Came home today and tried to put my parking brake up, and the button doesn't want to click  . The only place I can park has about a 10degreee downhill incline, so the car does roll back when left in neutral. When left in first, the car doesn't move, but I don't think I can go to sleep knowing it will end up in a wall, so I managed to find some cinder blocks, and placed two behind each rear wheel. Now it doesn't move in neutral, so I assume it won't budge when left at first. I hope it doesn't put too much stress on the tranny  . I looked at the parking brake mechanism, and checked out the drums in the rear. Everything is working fine except for the fact that the button does not click, so the parking brake just falls down everytime. I tried jerking it up numerous times, but to no avail. I hope my car is at the same place when I wake up  . I wish there was a level place to park around here...


----------



## brkf (May 26, 2003)

KP said:


> Came home today and tried to put my parking brake up, and the button doesn't want to click  . The only place I can park has about a 10degreee downhill incline, so the car does roll back when left in neutral. When left in first, the car doesn't move, but I don't think I can go to sleep knowing it will end up in a wall, so I managed to find some cinder blocks, and placed two behind each rear wheel. Now it doesn't move in neutral, so I assume it won't budge when left at first. I hope it doesn't put too much stress on the tranny  . I looked at the parking brake mechanism, and checked out the drums in the rear. Everything is working fine except for the fact that the button does not click, so the parking brake just falls down everytime. I tried jerking it up numerous times, but to no avail. I hope my car is at the same place when I wake up  . I wish there was a level place to park around here...


My zhp's parking brake has worked for maybe 5 weeks out of 10 months of ownership. I've tried to get it adjusted but within a week it always reverts to nonfunctional (or barely useful on any incline greater than 5 degrees).

I've given up on getting it fixed as BMW acts like it's not an issue. Shrug. It's their car in two years, their problem then I guess...


----------



## The Roadstergal (Sep 7, 2002)

KP said:


> Everything is working fine except for the fact that the button does not click, so the parking brake just falls down everytime. I tried jerking it up numerous times, but to no avail.


Do you feel the tension of engagement when you pull on it? It sounds like the cable is broken, from that description...


----------



## Terry Kennedy (Sep 21, 2002)

The Roadstergal said:


> Do you feel the tension of engagement when you pull on it? It sounds like the cable is broken, from that description...

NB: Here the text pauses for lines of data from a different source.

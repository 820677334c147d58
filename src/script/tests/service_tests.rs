//! Unit tests for script service orchestration.

use std::sync::Arc;

use crate::pagination::ListParams;
use crate::process::{
    adapters::memory::InMemoryProcessRepository,
    domain::{Process, ProcessId, ProcessName},
    ports::ProcessRepository,
};
use crate::script::{
    adapters::memory::InMemoryScriptRepository,
    domain::{Script, ScriptId, ScriptLanguage},
    services::{CreateScriptRequest, ScriptService, ScriptServiceError, UpdateScriptRequest},
};
use mockable::DefaultClock;
use rstest::{fixture, rstest};

type TestService = ScriptService<InMemoryScriptRepository, InMemoryProcessRepository, DefaultClock>;

struct Harness {
    service: TestService,
    processes: Arc<InMemoryProcessRepository>,
}

impl Harness {
    async fn process(&self, name: &str) -> ProcessId {
        let process = Process::new(
            ProcessName::new(name).expect("valid name"),
            None,
            &DefaultClock,
        );
        self.processes
            .insert(&process)
            .await
            .expect("process insert should succeed");
        process.id()
    }

    async fn script(&self, process_id: ProcessId, title: &str) -> Script {
        self.service
            .create(
                process_id,
                CreateScriptRequest::new(title, format!("{title} description"), "php"),
            )
            .await
            .expect("script creation should succeed")
    }
}

#[fixture]
fn harness() -> Harness {
    let processes = Arc::new(InMemoryProcessRepository::new());
    let service = ScriptService::new(
        Arc::new(InMemoryScriptRepository::new()),
        Arc::clone(&processes),
        Arc::new(DefaultClock),
    );
    Harness { service, processes }
}

fn validation_fields(result: Result<Script, ScriptServiceError>) -> Vec<String> {
    match result {
        Err(ScriptServiceError::Validation(errors)) => ["title", "description", "language"]
            .into_iter()
            .filter(|field| errors.has_field(field))
            .map(str::to_owned)
            .collect(),
        other => panic!("expected validation error, got {other:?}"),
    }
}

// ── Create ──────────────────────────────────────────────────────────

#[rstest]
#[tokio::test(flavor = "multi_thread")]
async fn create_and_get_round_trip(harness: Harness) {
    let process_id = harness.process("Billing").await;
    let created = harness.script(process_id, "Compute tax").await;

    let found = harness
        .service
        .get(process_id, created.id())
        .await
        .expect("lookup should succeed");

    assert_eq!(found, created);
    assert_eq!(found.language(), ScriptLanguage::Php);
}

#[rstest]
#[tokio::test(flavor = "multi_thread")]
async fn empty_create_reports_every_required_field(harness: Harness) {
    let process_id = harness.process("Billing").await;

    let result = harness
        .service
        .create(process_id, CreateScriptRequest::default())
        .await;

    assert_eq!(validation_fields(result), ["title", "description", "language"]);
}

#[rstest]
#[tokio::test(flavor = "multi_thread")]
async fn unsupported_language_is_rejected(harness: Harness) {
    let process_id = harness.process("Billing").await;

    let result = harness
        .service
        .create(
            process_id,
            CreateScriptRequest::new("Compute tax", "Tax helper", "fortran"),
        )
        .await;

    assert_eq!(validation_fields(result), ["language"]);
}

#[rstest]
#[tokio::test(flavor = "multi_thread")]
async fn duplicate_title_is_rejected_across_processes(harness: Harness) {
    let billing = harness.process("Billing").await;
    let shipping = harness.process("Shipping").await;
    harness.script(billing, "Compute tax").await;

    let result = harness
        .service
        .create(
            shipping,
            CreateScriptRequest::new("Compute tax", "Another helper", "lua"),
        )
        .await;

    assert_eq!(validation_fields(result), ["title"]);
}

#[rstest]
#[tokio::test(flavor = "multi_thread")]
async fn taken_title_is_reported_alongside_missing_fields(harness: Harness) {
    let process_id = harness.process("Billing").await;
    harness.script(process_id, "Compute tax").await;

    let request = CreateScriptRequest::new("Compute tax", "", "php").with_description(None);
    let result = harness.service.create(process_id, request).await;

    assert_eq!(validation_fields(result), ["title", "description"]);
}

#[rstest]
#[tokio::test(flavor = "multi_thread")]
async fn create_in_unknown_process_is_not_found(harness: Harness) {
    let missing = ProcessId::new();
    let result = harness
        .service
        .create(missing, CreateScriptRequest::new("Compute tax", "Tax", "php"))
        .await;

    assert!(matches!(result, Err(ScriptServiceError::ProcessNotFound(id)) if id == missing));
}

// ── Read ────────────────────────────────────────────────────────────

#[rstest]
#[tokio::test(flavor = "multi_thread")]
async fn script_is_hidden_from_other_processes(harness: Harness) {
    let billing = harness.process("Billing").await;
    let shipping = harness.process("Shipping").await;
    let script = harness.script(billing, "Compute tax").await;

    let result = harness.service.get(shipping, script.id()).await;

    assert!(matches!(result, Err(ScriptServiceError::ScriptNotFound(_))));
}

#[rstest]
#[tokio::test(flavor = "multi_thread")]
async fn list_counts_only_the_process_scripts(harness: Harness) {
    let billing = harness.process("Billing").await;
    let shipping = harness.process("Shipping").await;
    for title in ["Compute tax", "Round totals", "Apply discount"] {
        harness.script(billing, title).await;
    }
    harness.script(shipping, "Label parcel").await;

    let params = ListParams {
        per_page: Some("2".to_owned()),
        ..ListParams::default()
    };
    let (_, page) = harness
        .service
        .list(billing, params)
        .await
        .expect("listing should succeed");

    let titles: Vec<&str> = page.items().iter().map(|s| s.title().as_str()).collect();
    assert_eq!(page.total(), 3);
    assert_eq!(page.total_pages(), 2);
    assert_eq!(titles, ["Apply discount", "Compute tax"]);
}

#[rstest]
#[tokio::test(flavor = "multi_thread")]
async fn list_orders_titles_ignoring_case(harness: Harness) {
    let process_id = harness.process("Billing").await;
    for title in ["beta rates", "Alpha rates", "alpha rates", "Beta rates"] {
        harness.script(process_id, title).await;
    }

    let (_, page) = harness
        .service
        .list(process_id, ListParams::default())
        .await
        .expect("listing should succeed");

    let titles: Vec<&str> = page.items().iter().map(|s| s.title().as_str()).collect();
    assert_eq!(titles, ["Alpha rates", "alpha rates", "Beta rates", "beta rates"]);
}

#[rstest]
#[tokio::test(flavor = "multi_thread")]
async fn list_rejects_unknown_sort_field(harness: Harness) {
    let process_id = harness.process("Billing").await;
    let params = ListParams {
        sort_by: Some("code".to_owned()),
        ..ListParams::default()
    };

    let result = harness.service.list(process_id, params).await;

    assert!(matches!(result, Err(ScriptServiceError::Validation(_))));
}

// ── Update ──────────────────────────────────────────────────────────

#[rstest]
#[tokio::test(flavor = "multi_thread")]
async fn blank_title_update_is_rejected(harness: Harness) {
    let process_id = harness.process("Billing").await;
    let script = harness.script(process_id, "Compute tax").await;

    let result = harness
        .service
        .update(
            process_id,
            script.id(),
            UpdateScriptRequest::new().with_title(Some(String::new())),
        )
        .await;

    assert_eq!(validation_fields(result), ["title"]);
}

#[rstest]
#[tokio::test(flavor = "multi_thread")]
async fn partial_update_keeps_untouched_fields(harness: Harness) {
    let process_id = harness.process("Billing").await;
    let script = harness.script(process_id, "Compute tax").await;

    let updated = harness
        .service
        .update(
            process_id,
            script.id(),
            UpdateScriptRequest::new().with_code(Some("return 42;".to_owned())),
        )
        .await
        .expect("update should succeed");

    assert_eq!(updated.code(), "return 42;");
    assert_eq!(updated.title(), script.title());
    assert_eq!(updated.description(), script.description());
}

#[rstest]
#[tokio::test(flavor = "multi_thread")]
async fn update_to_own_title_is_allowed(harness: Harness) {
    let process_id = harness.process("Billing").await;
    let script = harness.script(process_id, "Compute tax").await;

    let result = harness
        .service
        .update(
            process_id,
            script.id(),
            UpdateScriptRequest::new().with_title(Some("Compute tax".to_owned())),
        )
        .await;

    assert!(result.is_ok());
}

#[rstest]
#[tokio::test(flavor = "multi_thread")]
async fn update_to_taken_title_is_rejected(harness: Harness) {
    let process_id = harness.process("Billing").await;
    harness.script(process_id, "Compute tax").await;
    let other = harness.script(process_id, "Round totals").await;

    let result = harness
        .service
        .update(
            process_id,
            other.id(),
            UpdateScriptRequest::new().with_title(Some("Compute tax".to_owned())),
        )
        .await;

    assert_eq!(validation_fields(result), ["title"]);
}

#[rstest]
#[tokio::test(flavor = "multi_thread")]
async fn update_reports_taken_title_with_invalid_language(harness: Harness) {
    let process_id = harness.process("Billing").await;
    harness.script(process_id, "Compute tax").await;
    let other = harness.script(process_id, "Round totals").await;

    let result = harness
        .service
        .update(
            process_id,
            other.id(),
            UpdateScriptRequest::new()
                .with_title(Some("Compute tax".to_owned()))
                .with_language(Some("cobol".to_owned())),
        )
        .await;

    assert_eq!(validation_fields(result), ["title", "language"]);
}

// ── Delete ──────────────────────────────────────────────────────────

#[rstest]
#[tokio::test(flavor = "multi_thread")]
async fn delete_then_get_is_not_found(harness: Harness) {
    let process_id = harness.process("Billing").await;
    let script = harness.script(process_id, "Compute tax").await;

    harness
        .service
        .delete(process_id, script.id())
        .await
        .expect("delete should succeed");
    let result = harness.service.get(process_id, script.id()).await;

    assert!(matches!(result, Err(ScriptServiceError::ScriptNotFound(_))));
}

#[rstest]
#[tokio::test(flavor = "multi_thread")]
async fn delete_unknown_script_is_not_found(harness: Harness) {
    let process_id = harness.process("Billing").await;
    let result = harness.service.delete(process_id, ScriptId::new()).await;
    assert!(matches!(result, Err(ScriptServiceError::ScriptNotFound(_))));
}

#[rstest]
#[tokio::test(flavor = "multi_thread")]
async fn deleted_title_can_be_reused(harness: Harness) {
    let process_id = harness.process("Billing").await;
    let script = harness.script(process_id, "Compute tax").await;
    harness
        .service
        .delete(process_id, script.id())
        .await
        .expect("delete should succeed");

    let recreated = harness.script(process_id, "Compute tax").await;

    assert_ne!(recreated.id(), script.id());
}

E46 parking brakes are dual-cable, one for each rear wheel. The brake handle will ratchet (and need the button press to release) even when not installed in the car.

If you look at this picture, I'm pretty sure the ratchet is controlled by the spring you see in the front left. However, getting the car apart to this point is somewhat of a pain, and since it _is_ the parking brake, I'd suggest having the dealer fix it under warranty.


----------



## The Roadstergal (Sep 7, 2002)

Terry Kennedy said:


> E46 parking brakes are dual-cable, one for each rear wheel. The brake handle will ratchet (and need the button press to release) even when not installed in the car.


Ain't you swank!  Thanks, I didn't know that.


----------



## brkf (May 26, 2003)

Terry Kennedy said:


> E46 parking brakes are dual-cable, one for each rear wheel. The brake handle will ratchet (and need the button press to release) even when not installed in the car.
> 
> If you look at this picture, I'm pretty sure the ratchet is controlled by the spring you see in the front left. However, getting the car apart to this point is somewhat of a pain, and since it _is_ the parking brake, I'd suggest having the dealer fix it under warranty.


Sheesh, my parking brake has never ratcheted! I gotta make an appointment...


----------



## brkf (May 26, 2003)

blueguydotcom said:


> Sheesh, my parking brake has never ratcheted! I gotta make an appointment...


My dealer is keeping my car over night. They had to order a new parking brake assembly.


----------